Scientists Edited Human Embryos To Prevent Heart Disease

This is a great breakthrough and a big step toward clinical trials of the gene editing method

The US scientists used CRISPR to genetically edit human embryos to remove a disease gene, which is the basis for trying to create the first gene-modified people, according to the MIT Technology Review.

According to the report, Shoukhrat Mitalipov and colleagues at Oregon Health and Science University successfully used the gene editing tool CRISPR-Cas9 to fix a disease-causing DNA error in dozens of early-stage human embryos.

The scientists corrected a mutation in a gene that causes a deadly familial heart condition known as hypertrophic cardiomyopathy.

The scientists said the procedure was surprisingly effective and that clinical trials could eventually be considered. “With this particular mutation, we’ve already done the groundwork, so we’re probably much closer to clinical applications,” Mitalipov said during a conference call with journalists. “Clinical trials would mean actually implanting some of these embryos with the goal of establishing pregnancy and monitoring births of children and hopefully following up with children.”

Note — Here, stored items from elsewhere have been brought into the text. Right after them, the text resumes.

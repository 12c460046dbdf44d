//! UserService - 登録とログイン
//!
//! - 登録: 入力検証 → ハッシュ化 → ストアへ（重複メールは Conflict）
//! - ログイン: メールで検索 → ハッシュ照合。失敗理由は区別せず
//!   "invalid credentials" を返す
//!
//! ハッシュ計算は重いので `spawn_blocking` に逃がす。

use std::sync::Arc;

use tracing::{debug, info};

use crate::domain::{Credentials, Registration, Role, TaskdError, User, UserDraft};
use crate::ports::{PasswordHasher, UserStore};

pub const MIN_PASSWORD_LEN: usize = 6;

const INVALID_CREDENTIALS: &str = "invalid credentials";

#[derive(Clone)]
pub struct UserService {
    store: Arc<dyn UserStore>,
    hasher: Arc<dyn PasswordHasher>,
}

impl UserService {
    pub fn new(store: Arc<dyn UserStore>, hasher: Arc<dyn PasswordHasher>) -> Self {
        Self { store, hasher }
    }

    /// New accounts always get `Role::User`.
    pub async fn register(&self, req: Registration) -> Result<User, TaskdError> {
        let email = req.email.trim().to_string();
        let username = req.username.trim().to_string();
        if email.is_empty() || username.is_empty() || req.password.is_empty() {
            return Err(TaskdError::Invalid(
                "email, username, and password are required".to_string(),
            ));
        }
        if req.password.chars().count() < MIN_PASSWORD_LEN {
            return Err(TaskdError::Invalid(format!(
                "password must be at least {MIN_PASSWORD_LEN} characters"
            )));
        }

        let hasher = Arc::clone(&self.hasher);
        let password = req.password;
        let password_hash = tokio::task::spawn_blocking(move || hasher.hash(&password))
            .await
            .map_err(|e| TaskdError::Internal(format!("password hashing task failed: {e}")))??;

        let user = self
            .store
            .create(UserDraft {
                email,
                username,
                password_hash,
                role: Role::User,
            })
            .await?;

        info!(user_id = %user.id, "user registered");
        Ok(user)
    }

    pub async fn login(&self, creds: Credentials) -> Result<User, TaskdError> {
        if creds.email.trim().is_empty() || creds.password.is_empty() {
            return Err(TaskdError::Invalid(
                "email and password are required".to_string(),
            ));
        }

        let Some(user) = self.store.find_by_email(&creds.email).await? else {
            debug!("login for unknown email");
            return Err(TaskdError::Unauthenticated(INVALID_CREDENTIALS.to_string()));
        };

        let hasher = Arc::clone(&self.hasher);
        let hash = user.password_hash.clone();
        let password = creds.password;
        let matches = tokio::task::spawn_blocking(move || hasher.verify(&password, &hash))
            .await
            .map_err(|e| TaskdError::Internal(format!("password check task failed: {e}")))?;

        if !matches {
            debug!(user_id = %user.id, "login with wrong password");
            return Err(TaskdError::Unauthenticated(INVALID_CREDENTIALS.to_string()));
        }

        info!(user_id = %user.id, "user logged in");
        Ok(user)
    }
}
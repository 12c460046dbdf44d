//! Bearer-token authentication.
//!
//! HS256 JWT, claims `{ sub, role, exp }`, valid for 24 hours.
//! 検証に成功したら `Caller` としてハンドラに渡す。

use std::sync::Arc;

use axum::extract::{FromRef, FromRequestParts};
use axum::http::header::AUTHORIZATION;
use axum::http::request::Parts;
use chrono::{DateTime, TimeDelta, Utc};
use jsonwebtoken::{Algorithm, DecodingKey, EncodingKey, Header, Validation, decode, encode};
use serde::{Deserialize, Serialize};
use taskd_core::domain::{Caller, Role, UserId};
use tracing::debug;

use crate::error::ApiError;

pub const TOKEN_TTL_HOURS: i64 = 24;

#[derive(Debug, Clone, PartialEq, Eq, Serialize, Deserialize)]
pub struct Claims {
    pub sub: UserId,
    pub role: Role,
    pub exp: i64,
}

/// Signing and verification keys derived from one shared secret.
#[derive(Clone)]
pub struct JwtKeys {
    encoding: EncodingKey,
    decoding: DecodingKey,
    validation: Validation,
}

impl JwtKeys {
    pub fn from_secret(secret: &str) -> Self {
        Self {
            encoding: EncodingKey::from_secret(secret.as_bytes()),
            decoding: DecodingKey::from_secret(secret.as_bytes()),
            validation: Validation::new(Algorithm::HS256),
        }
    }

    pub fn issue(
        &self,
        caller: &Caller,
        now: DateTime<Utc>,
    ) -> Result<String, jsonwebtoken::errors::Error> {
        let claims = Claims {
            sub: caller.user_id,
            role: caller.role,
            exp: (now + TimeDelta::hours(TOKEN_TTL_HOURS)).timestamp(),
        };
        encode(&Header::new(Algorithm::HS256), &claims, &self.encoding)
    }

    pub fn verify(&self, token: &str) -> Result<Caller, jsonwebtoken::errors::Error> {
        let data = decode::<Claims>(token, &self.decoding, &self.validation)?;
        Ok(Caller {
            user_id: data.claims.sub,
            role: data.claims.role,
        })
    }
}

/// Extractor for the authenticated caller.
///
/// Missing header, wrong scheme and bad tokens are all 401.
#[derive(Debug, Clone, Copy)]
pub struct AuthCaller(pub Caller);

impl<S> FromRequestParts<S> for AuthCaller
where
    S: Send + Sync,
    Arc<JwtKeys>: FromRef<S>,
{
    type Rejection = ApiError;

    async fn from_request_parts(parts: &mut Parts, state: &S) -> Result<Self, Self::Rejection> {
        let header = parts
            .headers
            .get(AUTHORIZATION)
            .ok_or_else(|| ApiError::unauthorized("missing authorization header"))?;

        let token = header
            .to_str()
            .ok()
            .and_then(|value| value.strip_prefix("Bearer "))
            .map(str::trim)
            .filter(|token| !token.is_empty())
            .ok_or_else(|| ApiError::unauthorized("invalid authorization header format"))?;

        let keys = Arc::<JwtKeys>::from_ref(state);
        keys.verify(token).map(AuthCaller).map_err(|e| {
            debug!(error = %e, "rejected bearer token");
            ApiError::unauthorized("invalid or expired token")
        })
    }
}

The dramatic advance will deepen the debate over whether to use editing technology to intervene in the human gene pool. Critics have raised concerns that modifying embryos creates unknown risks to children and would be a slippery slope toward genetically enhanced “designer babies.”

Mitalipov says he believes gene editing could be used as a preventive tool to lower a newborn’s lifetime risk of a wide range of diseases, including cancer.

The scientists say their research held several surprises. One was that the editing process occurred in an unusual fashion. Embryos injected with CRISPR appeared to use the healthy maternal gene to guide the correction of the mutation but ignored a DNA template provided by scientists.

Mitalipov argues this means that the procedure should not actually be called gene editing, but that it is more of an assisted form of natural DNA repair. The argument means that children born from such embryos might not, strictly speaking, be considered genetically modified.

The detailed report of the research was published today in Nature magazine.